> WORK ITEM
Reproduce exactly, from the data that follows, the line with "nested session with", the line with "Default, Serialize, Deserialize)]", and every line that lies between them.

Dataset excerpts:
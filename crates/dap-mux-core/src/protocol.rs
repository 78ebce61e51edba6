//! DAP argument types the multiplexer inspects, buffers or produces.
//!
//! Only the fields the session layer reads are typed. Everything else rides
//! along in a flattened `other` map so replay is lossless.

use crate::id::{BreakpointId, SourceReference, TargetId};
use serde::{Deserialize, Serialize};
use serde_json::{Map, Value};

/// Name of the private configuration field that tags a nested session with
/// the target it was requested for.
pub const PENDING_TARGET_ID_FIELD: &str = "__pendingTargetId";

/// Zero-based location in a script.
#[derive(Debug, Clone, Copy, PartialEq, Eq, PartialOrd, Ord, Hash, Default, Serialize, Deserialize)]
#[serde(rename_all = "camelCase")]
pub struct Position {
    pub line_number: u32,
    pub column_number: u32,
}

impl Position {
    pub fn new(line_number: u32, column_number: u32) -> Self {
        Self {
            line_number,
            column_number,
        }
    }
}

/// `initialize` request arguments.
#[derive(Debug, Clone, Default, PartialEq, Serialize, Deserialize)]
#[serde(rename_all = "camelCase")]
pub struct InitializeArguments {
    #[serde(rename = "adapterID")]
    pub adapter_id: String,
    #[serde(rename = "clientID", skip_serializing_if = "Option::is_none")]
    pub client_id: Option<String>,
    #[serde(skip_serializing_if = "Option::is_none")]
    pub lines_start_at1: Option<bool>,
    #[serde(skip_serializing_if = "Option::is_none")]
    pub columns_start_at1: Option<bool>,
    #[serde(skip_serializing_if = "Option::is_none")]
    pub supports_start_debugging_request: Option<bool>,
    #[serde(flatten)]
    pub other: Map<String, Value>,
}

/// DAP `Source` as sent by the IDE.
#[derive(Debug, Clone, Default, PartialEq, Eq, Serialize, Deserialize)]
#[serde(rename_all = "camelCase")]
pub struct DapSource {
    #[serde(skip_serializing_if = "Option::is_none")]
    pub name: Option<String>,
    #[serde(skip_serializing_if = "Option::is_none")]
    pub path: Option<String>,
    #[serde(skip_serializing_if = "Option::is_none")]
    pub source_reference: Option<SourceReference>,
}

#[derive(Debug, Clone, Default, PartialEq, Eq, Serialize, Deserialize)]
#[serde(rename_all = "camelCase")]
pub struct SourceBreakpoint {
    pub line: i64,
    #[serde(skip_serializing_if = "Option::is_none")]
    pub column: Option<i64>,
    #[serde(skip_serializing_if = "Option::is_none")]
    pub condition: Option<String>,
    #[serde(skip_serializing_if = "Option::is_none")]
    pub hit_condition: Option<String>,
    #[serde(skip_serializing_if = "Option::is_none")]
    pub log_message: Option<String>,
}

/// `setBreakpoints` request arguments.
#[derive(Debug, Clone, Default, PartialEq, Eq, Serialize, Deserialize)]
#[serde(rename_all = "camelCase")]
pub struct SetBreakpointsArguments {
    pub source: DapSource,
    #[serde(default)]
    pub breakpoints: Vec<SourceBreakpoint>,
    #[serde(skip_serializing_if = "Option::is_none")]
    pub source_modified: Option<bool>,
}

/// Breakpoint as reported back to the IDE.
#[derive(Debug, Clone, Default, PartialEq, Eq, Serialize, Deserialize)]
#[serde(rename_all = "camelCase")]
pub struct Breakpoint {
    #[serde(skip_serializing_if = "Option::is_none")]
    pub id: Option<BreakpointId>,
    pub verified: bool,
    #[serde(skip_serializing_if = "Option::is_none")]
    pub message: Option<String>,
    #[serde(skip_serializing_if = "Option::is_none")]
    pub line: Option<i64>,
    #[serde(skip_serializing_if = "Option::is_none")]
    pub source: Option<DapSource>,
}

impl Breakpoint {
    /// Placeholder reply for a breakpoint set before any target exists.
    pub fn unverified(id: BreakpointId, line: i64, source: DapSource) -> Self {
        Self {
            id: Some(id),
            verified: false,
            message: None,
            line: Some(line),
            source: Some(source),
        }
    }
}

#[derive(Debug, Clone, PartialEq, Eq, Serialize, Deserialize)]
#[serde(rename_all = "camelCase")]
pub struct ExceptionFilterOptions {
    pub filter_id: String,
    #[serde(skip_serializing_if = "Option::is_none")]
    pub condition: Option<String>,
}

/// `setExceptionBreakpoints` request arguments.
#[derive(Debug, Clone, Default, PartialEq, Eq, Serialize, Deserialize)]
#[serde(rename_all = "camelCase")]
pub struct SetExceptionBreakpointsArguments {
    #[serde(default)]
    pub filters: Vec<String>,
    #[serde(skip_serializing_if = "Option::is_none")]
    pub filter_options: Option<Vec<ExceptionFilterOptions>>,
}

/// Custom (event listener, instrumentation) breakpoints toggled by id.
#[derive(Debug, Clone, Default, PartialEq, Eq, Serialize, Deserialize)]
#[serde(rename_all = "camelCase")]
pub struct EnableCustomBreakpointsArguments {
    pub ids: Vec<String>,
}

/// Arguments of the terminal `launch`/`attach` request.
#[derive(Debug, Clone, Default, PartialEq, Serialize, Deserialize)]
pub struct LaunchArguments {
    #[serde(rename = "__pendingTargetId", skip_serializing_if = "Option::is_none")]
    pub pending_target_id: Option<TargetId>,
    #[serde(flatten)]
    pub other: Map<String, Value>,
}

/// Requests a nested session's connection sends before it is matched.
///
/// Parsed from the `{ "command": ..., "arguments": ... }` shape of a DAP
/// request.
#[derive(Debug, Clone, PartialEq, Serialize, Deserialize)]
#[serde(tag = "command", content = "arguments", rename_all = "camelCase")]
pub enum InboundRequest {
    Initialize(InitializeArguments),
    SetExceptionBreakpoints(SetExceptionBreakpointsArguments),
    SetBreakpoints(SetBreakpointsArguments),
    EnableCustomBreakpoints(EnableCustomBreakpointsArguments),
    ConfigurationDone,
    Launch(LaunchArguments),
    Attach(LaunchArguments),
}

impl InboundRequest {
    pub fn command(&self) -> &'static str {
        match self {
            Self::Initialize(_) => "initialize",
            Self::SetExceptionBreakpoints(_) => "setExceptionBreakpoints",
            Self::SetBreakpoints(_) => "setBreakpoints",
            Self::EnableCustomBreakpoints(_) => "enableCustomBreakpoints",
            Self::ConfigurationDone => "configurationDone",
            Self::Launch(_) => "launch",
            Self::Attach(_) => "attach",
        }
    }

    /// `launch` and `attach` end the pre-launch phase.
    pub fn is_terminal(&self) -> bool {
        matches!(self, Self::Launch(_) | Self::Attach(_))
    }
}

/// `request` field of a `startDebugging` reverse request.
#[derive(Debug, Clone, Copy, PartialEq, Eq, Serialize, Deserialize)]
#[serde(rename_all = "lowercase")]
pub enum LaunchKind {
    Launch,
    Attach,
}

/// Configuration of a nested debug session requested for one target.
#[derive(Debug, Clone, PartialEq, Serialize, Deserialize)]
pub struct NestedSessionConfig {
    #[serde(rename = "type")]
    pub debug_type: String,
    pub name: String,
    #[serde(rename = "__pendingTargetId")]
    pub pending_target_id: TargetId,
    #[serde(flatten)]
    pub other: Map<String, Value>,
}

/// `startDebugging` reverse request arguments.
#[derive(Debug, Clone, PartialEq, Serialize, Deserialize)]
pub struct StartDebuggingArguments {
    pub request: LaunchKind,
    pub configuration: NestedSessionConfig,
}

/// Parameters of the "toggle skipping this file" command.
#[derive(Debug, Clone, PartialEq, Eq, Serialize, Deserialize)]
#[serde(untagged)]
pub enum ToggleSkipFileParams {
    /// A URL or absolute path.
    #[serde(rename_all = "camelCase")]
    Resource { resource: String },
    /// A DAP source reference.
    #[serde(rename_all = "camelCase")]
    Reference { source_reference: SourceReference },
}

/// Result of a toggle.
#[derive(Debug, Clone, PartialEq, Eq, Serialize, Deserialize)]
#[serde(tag = "status", rename_all = "camelCase")]
pub enum ToggleSkipFileOutcome {
    Toggled { url: String, skipped: bool },
    NotFound,
}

> RESULT
/// Name of the private configuration field that tags a nested session with
/// the target it was requested for.
pub const PENDING_TARGET_ID_FIELD: &str = "__pendingTargetId";

/// Zero-based location in a script.
#[derive(Debug, Clone, Copy, PartialEq, Eq, PartialOrd, Ord, Hash, Default, Serialize, Deserialize)]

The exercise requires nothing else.